* **Task goal**
Count how many lines in the following data hold the word "trait". Your answer is the number and nothing else.

* **Exercise inputs**
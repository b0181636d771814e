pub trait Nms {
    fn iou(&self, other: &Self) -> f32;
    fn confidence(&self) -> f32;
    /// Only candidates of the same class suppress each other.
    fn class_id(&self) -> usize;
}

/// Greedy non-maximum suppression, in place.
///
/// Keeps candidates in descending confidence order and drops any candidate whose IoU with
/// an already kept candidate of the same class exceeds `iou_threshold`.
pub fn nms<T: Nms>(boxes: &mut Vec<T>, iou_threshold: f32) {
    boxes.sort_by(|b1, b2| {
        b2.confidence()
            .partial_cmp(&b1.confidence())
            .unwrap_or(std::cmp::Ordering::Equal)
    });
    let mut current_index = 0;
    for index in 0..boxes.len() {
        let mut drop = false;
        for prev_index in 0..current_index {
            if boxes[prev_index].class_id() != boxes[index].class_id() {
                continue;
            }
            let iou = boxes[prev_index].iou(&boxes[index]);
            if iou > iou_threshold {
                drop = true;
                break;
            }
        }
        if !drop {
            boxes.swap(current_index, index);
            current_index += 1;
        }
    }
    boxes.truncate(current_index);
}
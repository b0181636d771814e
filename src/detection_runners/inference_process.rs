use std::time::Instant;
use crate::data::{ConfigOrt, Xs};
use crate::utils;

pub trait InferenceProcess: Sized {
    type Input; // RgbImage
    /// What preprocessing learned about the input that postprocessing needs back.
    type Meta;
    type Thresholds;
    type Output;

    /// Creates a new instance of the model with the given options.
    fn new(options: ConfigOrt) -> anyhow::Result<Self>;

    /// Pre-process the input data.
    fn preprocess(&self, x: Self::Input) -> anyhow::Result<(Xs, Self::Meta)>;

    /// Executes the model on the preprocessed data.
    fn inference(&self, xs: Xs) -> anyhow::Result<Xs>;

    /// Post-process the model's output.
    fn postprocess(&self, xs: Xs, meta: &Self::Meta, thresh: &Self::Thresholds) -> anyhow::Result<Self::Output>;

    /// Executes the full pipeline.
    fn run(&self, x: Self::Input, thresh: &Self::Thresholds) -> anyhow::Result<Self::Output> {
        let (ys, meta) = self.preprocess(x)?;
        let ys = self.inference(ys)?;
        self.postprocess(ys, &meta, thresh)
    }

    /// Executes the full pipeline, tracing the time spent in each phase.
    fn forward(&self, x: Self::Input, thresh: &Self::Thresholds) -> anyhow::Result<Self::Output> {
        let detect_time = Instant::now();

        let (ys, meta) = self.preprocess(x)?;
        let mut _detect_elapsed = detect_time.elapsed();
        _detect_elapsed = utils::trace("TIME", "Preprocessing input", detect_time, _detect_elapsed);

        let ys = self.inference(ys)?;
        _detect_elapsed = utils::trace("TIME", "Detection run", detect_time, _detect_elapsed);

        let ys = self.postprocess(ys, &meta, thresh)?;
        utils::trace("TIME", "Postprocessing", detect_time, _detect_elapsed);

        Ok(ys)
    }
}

...

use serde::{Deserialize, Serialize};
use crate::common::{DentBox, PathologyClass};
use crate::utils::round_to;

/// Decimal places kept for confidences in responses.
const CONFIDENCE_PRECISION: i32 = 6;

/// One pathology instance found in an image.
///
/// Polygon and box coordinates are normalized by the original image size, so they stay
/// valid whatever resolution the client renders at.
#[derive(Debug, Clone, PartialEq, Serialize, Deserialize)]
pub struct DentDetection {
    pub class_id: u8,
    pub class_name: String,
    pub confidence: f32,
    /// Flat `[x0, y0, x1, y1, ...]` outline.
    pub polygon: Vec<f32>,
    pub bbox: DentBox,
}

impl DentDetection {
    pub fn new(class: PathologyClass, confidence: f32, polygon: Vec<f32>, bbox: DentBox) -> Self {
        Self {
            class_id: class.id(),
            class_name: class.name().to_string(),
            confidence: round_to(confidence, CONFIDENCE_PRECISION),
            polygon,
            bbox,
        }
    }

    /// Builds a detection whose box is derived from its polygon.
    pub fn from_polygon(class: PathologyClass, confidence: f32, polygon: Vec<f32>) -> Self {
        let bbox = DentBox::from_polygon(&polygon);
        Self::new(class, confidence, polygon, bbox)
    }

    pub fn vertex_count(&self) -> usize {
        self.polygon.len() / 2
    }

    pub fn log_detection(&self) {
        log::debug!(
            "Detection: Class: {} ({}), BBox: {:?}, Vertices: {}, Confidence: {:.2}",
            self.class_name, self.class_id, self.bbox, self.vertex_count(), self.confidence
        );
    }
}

--

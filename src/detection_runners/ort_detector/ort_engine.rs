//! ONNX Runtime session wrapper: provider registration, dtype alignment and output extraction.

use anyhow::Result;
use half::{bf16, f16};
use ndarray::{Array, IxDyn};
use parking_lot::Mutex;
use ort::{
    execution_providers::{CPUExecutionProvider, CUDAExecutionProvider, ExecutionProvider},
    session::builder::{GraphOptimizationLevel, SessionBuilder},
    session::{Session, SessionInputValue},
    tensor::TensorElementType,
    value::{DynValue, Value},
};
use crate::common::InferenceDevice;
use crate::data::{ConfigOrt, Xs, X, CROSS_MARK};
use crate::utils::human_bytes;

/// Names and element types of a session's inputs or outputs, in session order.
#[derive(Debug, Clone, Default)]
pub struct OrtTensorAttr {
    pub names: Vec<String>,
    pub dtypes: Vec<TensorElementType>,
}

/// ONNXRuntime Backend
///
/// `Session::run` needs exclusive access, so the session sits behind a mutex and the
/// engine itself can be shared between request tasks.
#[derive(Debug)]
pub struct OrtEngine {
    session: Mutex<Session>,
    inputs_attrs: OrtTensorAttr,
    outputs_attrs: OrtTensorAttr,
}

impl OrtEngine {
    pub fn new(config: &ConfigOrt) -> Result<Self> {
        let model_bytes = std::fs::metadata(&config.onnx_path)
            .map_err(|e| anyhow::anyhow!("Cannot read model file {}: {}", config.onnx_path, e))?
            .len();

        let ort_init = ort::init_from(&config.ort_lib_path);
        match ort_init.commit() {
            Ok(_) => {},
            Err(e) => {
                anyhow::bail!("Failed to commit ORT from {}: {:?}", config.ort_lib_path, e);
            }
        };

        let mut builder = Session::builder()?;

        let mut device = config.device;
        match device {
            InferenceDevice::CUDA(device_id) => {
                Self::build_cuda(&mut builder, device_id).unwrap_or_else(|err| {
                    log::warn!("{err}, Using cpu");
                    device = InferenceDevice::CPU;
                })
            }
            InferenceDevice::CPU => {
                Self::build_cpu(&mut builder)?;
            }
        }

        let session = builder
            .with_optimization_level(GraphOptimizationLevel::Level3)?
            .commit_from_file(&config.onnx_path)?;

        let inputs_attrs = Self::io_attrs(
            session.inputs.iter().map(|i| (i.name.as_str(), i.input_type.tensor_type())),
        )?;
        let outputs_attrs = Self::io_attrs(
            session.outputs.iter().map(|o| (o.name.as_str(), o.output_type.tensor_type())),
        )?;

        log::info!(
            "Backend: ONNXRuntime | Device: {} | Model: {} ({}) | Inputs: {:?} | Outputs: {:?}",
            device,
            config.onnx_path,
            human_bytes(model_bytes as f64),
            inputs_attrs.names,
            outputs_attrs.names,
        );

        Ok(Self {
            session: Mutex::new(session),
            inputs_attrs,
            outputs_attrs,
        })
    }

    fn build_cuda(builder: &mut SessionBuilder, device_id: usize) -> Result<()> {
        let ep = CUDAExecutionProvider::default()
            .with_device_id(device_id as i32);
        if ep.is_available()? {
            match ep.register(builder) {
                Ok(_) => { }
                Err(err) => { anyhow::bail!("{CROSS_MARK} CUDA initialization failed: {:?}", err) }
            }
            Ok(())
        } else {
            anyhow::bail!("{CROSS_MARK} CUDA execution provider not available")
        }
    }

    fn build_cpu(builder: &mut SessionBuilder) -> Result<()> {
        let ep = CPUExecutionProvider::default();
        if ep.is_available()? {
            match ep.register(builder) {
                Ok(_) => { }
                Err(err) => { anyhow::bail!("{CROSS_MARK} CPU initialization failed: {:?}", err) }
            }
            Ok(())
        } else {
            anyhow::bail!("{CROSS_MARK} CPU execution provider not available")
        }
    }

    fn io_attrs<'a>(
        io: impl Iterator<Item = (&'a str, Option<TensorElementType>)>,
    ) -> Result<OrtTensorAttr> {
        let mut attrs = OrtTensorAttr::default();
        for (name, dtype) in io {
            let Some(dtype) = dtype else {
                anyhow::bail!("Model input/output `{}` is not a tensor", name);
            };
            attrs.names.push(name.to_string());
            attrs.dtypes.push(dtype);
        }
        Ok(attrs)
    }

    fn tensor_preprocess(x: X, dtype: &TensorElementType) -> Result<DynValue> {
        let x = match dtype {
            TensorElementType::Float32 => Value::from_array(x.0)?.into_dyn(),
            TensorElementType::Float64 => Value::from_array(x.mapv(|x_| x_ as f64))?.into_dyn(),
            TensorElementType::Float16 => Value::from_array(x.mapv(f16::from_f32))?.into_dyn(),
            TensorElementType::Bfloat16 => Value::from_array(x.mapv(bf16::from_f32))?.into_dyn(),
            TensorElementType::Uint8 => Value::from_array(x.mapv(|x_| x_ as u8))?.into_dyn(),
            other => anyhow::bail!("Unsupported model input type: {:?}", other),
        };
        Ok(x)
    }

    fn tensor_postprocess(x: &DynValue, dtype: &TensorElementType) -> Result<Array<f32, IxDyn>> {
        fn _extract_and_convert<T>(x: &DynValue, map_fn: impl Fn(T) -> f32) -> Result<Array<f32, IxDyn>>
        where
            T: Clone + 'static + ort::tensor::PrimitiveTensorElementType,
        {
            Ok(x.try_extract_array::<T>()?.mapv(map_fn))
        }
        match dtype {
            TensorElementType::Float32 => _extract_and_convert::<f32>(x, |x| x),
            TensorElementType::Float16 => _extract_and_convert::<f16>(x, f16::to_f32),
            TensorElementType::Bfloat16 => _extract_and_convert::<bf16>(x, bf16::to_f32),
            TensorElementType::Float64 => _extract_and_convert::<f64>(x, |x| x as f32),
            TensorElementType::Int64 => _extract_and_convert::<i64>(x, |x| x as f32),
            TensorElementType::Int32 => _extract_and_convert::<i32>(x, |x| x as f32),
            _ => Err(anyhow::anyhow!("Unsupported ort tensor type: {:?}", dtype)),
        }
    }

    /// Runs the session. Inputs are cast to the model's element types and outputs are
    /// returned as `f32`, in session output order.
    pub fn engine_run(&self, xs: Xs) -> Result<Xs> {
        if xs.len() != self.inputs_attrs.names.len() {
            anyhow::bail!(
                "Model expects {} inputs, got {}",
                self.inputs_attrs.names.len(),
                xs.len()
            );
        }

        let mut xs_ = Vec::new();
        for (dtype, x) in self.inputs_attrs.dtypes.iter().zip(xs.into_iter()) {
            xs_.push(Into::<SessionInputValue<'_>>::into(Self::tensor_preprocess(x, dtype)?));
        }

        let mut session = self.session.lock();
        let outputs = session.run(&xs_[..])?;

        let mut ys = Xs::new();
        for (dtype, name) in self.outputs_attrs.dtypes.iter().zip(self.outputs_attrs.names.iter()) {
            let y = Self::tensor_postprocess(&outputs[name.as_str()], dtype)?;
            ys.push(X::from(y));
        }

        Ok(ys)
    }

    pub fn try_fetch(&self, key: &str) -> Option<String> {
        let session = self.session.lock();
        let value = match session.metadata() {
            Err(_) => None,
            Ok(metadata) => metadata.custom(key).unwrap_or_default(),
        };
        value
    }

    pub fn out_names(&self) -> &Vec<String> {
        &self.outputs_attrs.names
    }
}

* **Answer section**
2